***** The data
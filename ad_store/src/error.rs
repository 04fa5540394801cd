//! Error type for the event store.

use thiserror::Error;

/// Errors raised while reading or writing anomaly events.
#[derive(Error, Debug)]
pub enum StoreError {
    /// The underlying SQLite connection or statement failed.
    #[error("sqlite error: {source}")]
    Sqlite {
        /// Source SQLite error.
        #[from]
        source: rusqlite::Error,
    },

    /// A stored payload failed to (de)serialize as JSON.
    #[error("payload serialization error: {source}")]
    Json {
        /// Source JSON error.
        #[from]
        source: serde_json::Error,
    },

    /// The store's schema could not be initialized.
    #[error("schema initialization failed: {0}")]
    SchemaInit(String),
}
//! The per-host scheduler: dimension state, host worker threads, and the
//! process-wide registry that ties them to the event store and chart sink.
//!
//! - [`dimension`]: one monitored time series — its model and cached score.
//! - [`host`]: a monitored host's dimension map and its training/detection
//!   worker threads.
//! - [`engine`]: the registry mapping external handles to hosts and
//!   dimensions, and the agent-facing query surface.
//! - [`sink`]: the seam to the host agent's charting layer.

pub mod dimension;
pub mod engine;
pub mod host;
pub mod sink;

pub use crate::dimension::Dimension;
pub use crate::engine::Engine;
pub use crate::host::Host;
pub use crate::sink::{ChartSink, DimensionScoreSample, HostRateSample, NullChartSink, RecordingChartSink};
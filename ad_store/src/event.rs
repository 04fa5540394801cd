//! The `AnomalyEvent` record and its JSON payload shape.

use serde::{Deserialize, Serialize};
use uuid::Uuid;

/// One dimension's contribution to a closed anomaly event, as it appears in
/// the event's `payload_json`.
#[derive(Debug, Clone, PartialEq, Serialize, Deserialize)]
pub struct DimensionContribution {
    pub dimension_id: String,
    pub anomaly_rate: f64,
}

/// A single closed host-wide anomaly event, ready to append to an
/// [`crate::EventStore`].
#[derive(Debug, Clone, PartialEq)]
pub struct AnomalyEvent {
    pub detector_name: String,
    pub detector_version: i32,
    pub host_uuid: Uuid,
    pub after: i64,
    pub before: i64,
    /// Contributing dimensions, already filtered to `anomaly_rate >=
    /// ADUnitRateThreshold` and sorted descending by `anomaly_rate`.
    pub payload: Vec<DimensionContribution>,
}

impl AnomalyEvent {
    pub const DETECTOR_NAME: &'static str = "AD1";
    pub const DETECTOR_VERSION: i32 = 1;

    /// Build an event for the current detector name/version (hard-coded on
    /// insert; queries stay parameterized for forward compatibility).
    pub fn new(host_uuid: Uuid, after: i64, before: i64, payload: Vec<DimensionContribution>) -> Self {
        Self {
            detector_name: Self::DETECTOR_NAME.to_string(),
            detector_version: Self::DETECTOR_VERSION,
            host_uuid,
            after,
            before,
            payload,
        }
    }

    pub fn payload_json(&self) -> Result<String, serde_json::Error> {
        serde_json::to_string(&self.payload)
    }
}

#[cfg(test)]
mod tests {
    use super::*;

    #[test]
    fn payload_serializes_as_array_of_objects() {
        let event = AnomalyEvent::new(
            Uuid::nil(),
            100,
            160,
            vec![
                DimensionContribution {
                    dimension_id: "system.cpu.user".to_string(),
                    anomaly_rate: 0.9,
                },
                DimensionContribution {
                    dimension_id: "system.net.received".to_string(),
                    anomaly_rate: 0.4,
                },
            ],
        );
        let json = event.payload_json().unwrap();
        assert!(json.starts_with('['));
        assert!(json.contains("system.cpu.user"));
    }
}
**********
→ **Problem to work on**:
From the line containing "#[cfg(test)]" to the final line of the data, repeat each line exactly. Include both ends.

→ **Solved problem**:
#[cfg(test)]
mod tests {
    use super::*;

    #[test]
    fn payload_serializes_as_array_of_objects() {
        let event = AnomalyEvent::new(
            Uuid::nil(),
            100,
            160,
            vec![
                DimensionContribution {
                    dimension_id: "system.cpu.user".to_string(),
                    anomaly_rate: 0.9,
                },
                DimensionContribution {
                    dimension_id: "system.net.received".to_string(),
                    anomaly_rate: 0.4,
                },
            ],
        );
        let json = event.payload_json().unwrap();
        assert!(json.starts_with('['));
        assert!(json.contains("system.cpu.user"));
    }
}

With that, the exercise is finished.